Ab initio Monte Carlo prediction of chemical order and disorder in multicomponent MXenes

Abstract

Understanding the chemical order and disorder in multicomponent MXenes is crucial for their precise design and synthesis. Using an integrated and improved ab initio Monte Carlo (MC) framework, we systematically investigate the minimum energy configurations (MECs) of (TiMo)-based double transition metal (DTM) carbide MXenes and demonstrate that surface termination and coordination environments play critical roles in governing chemical order and disorder in these materials. Specifically, the formation of out-of-plane MXene (o-MXenes) with Mo segregation to outermost metallic layers (M’) is only driven by the oxygen (O) termination at prismatic sites. In contrast, O termination at octahedral sites and fluorine (F) termination at both prismatic and octahedral sites always promote the formation of o-MXenes with Ti-segregated to M’ layers.
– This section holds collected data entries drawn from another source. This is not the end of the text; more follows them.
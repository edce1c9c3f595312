// src/dag/critical_path.rs

//! Critical path analysis over the resolved graph.
//!
//! The critical path is the maximum-weight chain from any source (no
//! dependencies) to any sink (no dependents), with subtask cost defined as
//! its complexity. It is used for scheduling priority hints and reporting
//! only; removing it would not change *which* subtasks run.

use std::collections::HashMap;

use crate::dag::graph::SubtaskGraph;
use crate::dag::subtask::{Subtask, SubtaskId};

/// Cost of one subtask on a path.
fn cost(subtask: &Subtask) -> f64 {
    subtask.complexity
}

/// Result of the longest-path pass.
#[derive(Debug, Clone)]
pub struct PathAnalysis {
    /// Source-to-sink subtask ids along the maximum-weight chain, in
    /// execution order. Empty only for an empty graph.
    pub critical_path: Vec<SubtaskId>,
    /// For every subtask, the weight of the heaviest chain ending at it
    /// (inclusive). Doubles as the scheduler's priority hint: subtasks deeper
    /// into heavy chains dispatch first among equals.
    pub distance_through: HashMap<SubtaskId, f64>,
}

impl PathAnalysis {
    /// Total weight of the critical path.
    pub fn total_cost(&self) -> f64 {
        self.critical_path
            .last()
            .and_then(|id| self.distance_through.get(id))
            .copied()
            .unwrap_or(0.0)
    }

    pub fn priority_of(&self, id: &str) -> f64 {
        self.distance_through.get(id).copied().unwrap_or(0.0)
    }
}

/// Dynamic programming over the topological order.
///
/// For each subtask, the heaviest chain ending at it is its own cost plus the
/// best among its dependencies; a predecessor map records which dependency
/// won so the path can be reconstructed backwards from the best sink.
/// Ties are broken by declaration order (strict comparison keeps the first
/// candidate seen), so results are stable for a given input.
pub fn analyse(graph: &SubtaskGraph) -> PathAnalysis {
    let mut distance: HashMap<SubtaskId, f64> = HashMap::new();
    let mut previous: HashMap<SubtaskId, Option<SubtaskId>> = HashMap::new();

    for id in graph.topological_order() {
        let Some(subtask) = graph.get(id) else {
            continue;
        };

        let mut best_dep: Option<SubtaskId> = None;
        let mut best_distance = 0.0_f64;

        for dep in &subtask.dependencies {
            let dep_distance = distance.get(dep).copied().unwrap_or(0.0);
            if best_dep.is_none() || dep_distance > best_distance {
                best_dep = Some(dep.clone());
                best_distance = dep_distance;
            }
        }

        distance.insert(id.clone(), best_distance + cost(subtask));
        previous.insert(id.clone(), best_dep);
    }

    // The path ends at the heaviest sink; first in input order wins ties.
    let mut end: Option<SubtaskId> = None;
    let mut end_distance = f64::NEG_INFINITY;
    for id in graph.sinks() {
        let d = distance.get(&id).copied().unwrap_or(0.0);
        if end.is_none() || d > end_distance {
            end_distance = d;
            end = Some(id);
        }
    }

    let mut critical_path = Vec::new();
    let mut cursor = end;
    while let Some(id) = cursor {
        cursor = previous.get(&id).cloned().flatten();
        critical_path.push(id);
    }
    critical_path.reverse();

    PathAnalysis {
        critical_path,
        distance_through: distance,
    }
}
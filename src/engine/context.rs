// src/engine/context.rs

//! Prompt assembly for one subtask dispatch.
//!
//! A subtask's prompt carries the top-level task for grounding, the subtask's
//! own description shaped by its kind, the outputs of its dependencies in
//! declaration order, and any reference snippets retrieval found.

use crate::dag::subtask::{Subtask, SubtaskKind};
use crate::snippets::Snippet;

fn kind_instruction(kind: SubtaskKind) -> &'static str {
    match kind {
        SubtaskKind::Function => "Implement this as a single function.",
        SubtaskKind::Method => "Implement this as a method on the type it belongs to.",
        SubtaskKind::Class => "Implement this as one class or type with its behaviour.",
        SubtaskKind::Interface => "Define the interface only; no implementation body.",
        SubtaskKind::Type => "Define the data type, including its fields.",
        SubtaskKind::Module => "Implement this as a self-contained module.",
        SubtaskKind::Test => "Write tests covering the described behaviour.",
        SubtaskKind::Other => "Produce the described artifact.",
    }
}

/// Build the full prompt for one subtask.
///
/// `dependencies` holds `(description, output)` pairs for every finished
/// dependency, already in dependency-declaration order.
pub fn build_prompt(
    task_text: &str,
    subtask: &Subtask,
    dependencies: &[(String, String)],
    snippets: &[Snippet],
) -> String {
    let mut prompt = String::new();

    prompt.push_str("You are implementing one part of a larger coding task.\n\n");
    prompt.push_str("Overall task:\n");
    prompt.push_str(task_text.trim());
    prompt.push_str("\n\n");

    prompt.push_str(&format!(
        "Your subtask: {}\n{}\n",
        subtask.description.trim(),
        kind_instruction(subtask.kind)
    ));

    if !dependencies.is_empty() {
        prompt.push_str("\nAlready completed, build on these:\n");
        for (description, output) in dependencies {
            prompt.push_str(&format!("\n## {}\n", description.trim()));
            prompt.push_str(output.trim());
            prompt.push('\n');
        }
    }

    if !snippets.is_empty() {
        prompt.push_str("\nReference snippets from the existing codebase:\n");
        for snippet in snippets {
            prompt.push_str(&format!("\n---- {} ----\n", snippet.path));
            prompt.push_str(snippet.content.trim_end());
            prompt.push('\n');
        }
    }

    prompt.push_str("\nRespond with only the artifact for your subtask, no commentary.\n");
    prompt
}
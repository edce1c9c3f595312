//! Sanity checks applied to every merged unit.
//!
//! Deliberately minimal: the checks catch empty or truncated output and
//! obviously kind-mismatched text, not subtle quality problems. A failed check
//! routes the group through the marked-concatenation fallback instead of
//! rejecting it.

use std::fmt;

use crate::dag::subtask::SubtaskKind;

/// Shortest merged text (after trimming) considered plausible.
pub const MIN_MERGED_LEN: usize = 8;

#[derive(Debug, Clone, Copy, PartialEq, Eq)]
pub enum ValidationIssue {
    Empty,
    TooShort { len: usize },
    MissingMarker { kind: SubtaskKind },
}

impl fmt::Display for ValidationIssue {
    fn fmt(&self, f: &mut fmt::Formatter<'_>) -> fmt::Result {
        match self {
            ValidationIssue::Empty => write!(f, "merged output is empty"),
            ValidationIssue::TooShort { len } => {
                write!(f, "merged output is {} chars, below minimum {}", len, MIN_MERGED_LEN)
            }
            ValidationIssue::MissingMarker { kind } => {
                write!(f, "merged output lacks any structural marker for kind '{:?}'", kind)
            }
        }
    }
}

/// Structural markers a merged unit of the given kind is expected to contain
/// somewhere, matched case-insensitively. An empty list disables the check.
fn markers(kind: SubtaskKind) -> &'static [&'static str] {
    match kind {
        SubtaskKind::Function | SubtaskKind::Method => {
            &["fn", "def", "function", "=>", "return", "("]
        }
        SubtaskKind::Class => &["class", "struct", "impl", "object"],
        SubtaskKind::Interface => &["interface", "trait", "protocol"],
        SubtaskKind::Type => &["type", "struct", "enum", "interface", "class"],
        SubtaskKind::Test => &["test", "assert", "expect", "should"],
        SubtaskKind::Module | SubtaskKind::Other => &[],
    }
}

/// Check one merged unit. `None` means the merge is accepted.
pub fn check_merged(kind: SubtaskKind, text: &str) -> Option<ValidationIssue> {
    let trimmed = text.trim();
    if trimmed.is_empty() {
        return Some(ValidationIssue::Empty);
    }
    if trimmed.len() < MIN_MERGED_LEN {
        return Some(ValidationIssue::TooShort { len: trimmed.len() });
    }

    let expected = markers(kind);
    if !expected.is_empty() {
        let lower = text.to_lowercase();
        if !expected.iter().any(|marker| lower.contains(marker)) {
            return Some(ValidationIssue::MissingMarker { kind });
        }
    }

    None
}
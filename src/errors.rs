// src/errors.rs

//! Crate-wide error aliases and helpers.

use thiserror::Error;

use crate::engine::report::TaskReport;

#[derive(Error, Debug)]
pub enum CodeloomError {
    #[error("Plan error: {0}")]
    PlanError(String),

    #[error("IO error: {0}")]
    IoError(#[from] std::io::Error),

    #[error("Backend not registered: {0}")]
    BackendNotRegistered(String),

    #[error("Backend catalog is empty; register at least one backend")]
    EmptyCatalog,

    #[error("TOML parsing error: {0}")]
    TomlError(#[from] toml::de::Error),

    #[error("JSON error: {0}")]
    JsonError(#[from] serde_json::Error),

    /// Every subtask in the run ended up `Failed`. The report still carries
    /// the per-subtask records and the fallback artifact.
    #[error("All subtasks failed")]
    AllSubtasksFailed(Box<TaskReport>),

    /// The run was cancelled before completion. Succeeded results are
    /// preserved in the report.
    #[error("Task run cancelled")]
    Cancelled(Box<TaskReport>),

    #[error(transparent)]
    Other(#[from] anyhow::Error),
}

impl CodeloomError {
    /// Partial results attached to run-level failures, if any.
    pub fn partial_report(&self) -> Option<&TaskReport> {
        match self {
            CodeloomError::AllSubtasksFailed(report) => Some(report),
            CodeloomError::Cancelled(report) => Some(report),
            _ => None,
        }
    }
}

pub use anyhow::Error;
pub type Result<T> = std::result::Result<T, CodeloomError>;
use std::sync::Arc;
use std::time::Duration;

use codeloom::dag::subtask::ModelTier;
use codeloom::engine::Engine;
use codeloom::errors::CodeloomError;
use codeloom::sched::record::FailureCause;
use codeloom_test_utils::builders::{descriptor, draft};
use codeloom_test_utils::fake_backend::FakeBackend;
use codeloom_test_utils::{init_tracing, with_timeout};
use tokio::sync::watch;

#[tokio::test]
async fn cancel_preserves_finished_work_and_stops_the_rest() {
    init_tracing();

    let backend = Arc::new(FakeBackend::new("fake"));
    backend.ok("quick", "quick part done early");
    backend.hang("stuck");

    let engine = Engine::builder()
        .backend(descriptor("fake", ModelTier::Medium), backend.clone())
        .build()
        .unwrap();

    let (cancel_tx, cancel_rx) = watch::channel(false);
    tokio::spawn(async move {
        tokio::time::sleep(Duration::from_millis(100)).await;
        let _ = cancel_tx.send(true);
    });

    let drafts = vec![draft("quick", &[]), draft("stuck", &[])];
    let err = with_timeout(engine.run_plan_with_cancel(drafts, "two halves", cancel_rx))
        .await
        .unwrap_err();

    let report = match &err {
        CodeloomError::Cancelled(report) => report,
        other => panic!("expected Cancelled, got {other:?}"),
    };

    // The finished subtask survives the cancellation.
    let quick = &report.records["quick"];
    assert!(quick.succeeded());
    assert_eq!(quick.output.as_deref(), Some("quick part done early"));

    let stuck = &report.records["stuck"];
    assert!(stuck.failed());
    assert_eq!(stuck.error, Some(FailureCause::Cancelled));
}

#[tokio::test]
async fn already_cancelled_run_dispatches_nothing() {
    init_tracing();

    let backend = Arc::new(FakeBackend::new("fake"));

    let engine = Engine::builder()
        .backend(descriptor("fake", ModelTier::Medium), backend.clone())
        .build()
        .unwrap();

    let (cancel_tx, cancel_rx) = watch::channel(true);

    let drafts = vec![draft("a", &[]), draft("b", &["a"])];
    let err = with_timeout(engine.run_plan_with_cancel(drafts, "never starts", cancel_rx))
        .await
        .unwrap_err();
    drop(cancel_tx);

    assert!(matches!(err, CodeloomError::Cancelled(_)));
    assert!(backend.calls().is_empty());

    let report = match &err {
        CodeloomError::Cancelled(report) => report,
        other => panic!("expected Cancelled, got {other:?}"),
    };
    assert!(report.final_artifact.contains("automatic integration failed"));
    assert!(report.final_artifact.contains("<never dispatched>"));
}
Furthermore, varying the F/O ratio at prismatic termination sites or alternating the atomic coordination within the MXene lattices changes the energetic preference between ordered and disordered states in (TiMo)-based MXenes. The reshaping of chemical order and disorder induced by surface termination and coordination environment is observed in other DTM and high-entropy MXenes, suggesting the generality of these phenomena.